## Work to be completed
Among the entries that follow, how many lines contain the word "Student"? Give the number alone.

========================================================================

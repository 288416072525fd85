//! Child selection for the parent portal.

use crate::models::Student;

/// Pick the child a parent is looking at.
///
/// The remembered choice wins while it still names one of the children;
/// otherwise the first child is used. No children, no selection.
pub fn resolve_selection<'a>(children: &'a [Student], remembered: Option<&str>) -> Option<&'a Student> {
    remembered
        .and_then(|id| children.iter().find(|c| c.id == id))
        .or_else(|| children.first())
}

========================================================================

## Answer box
2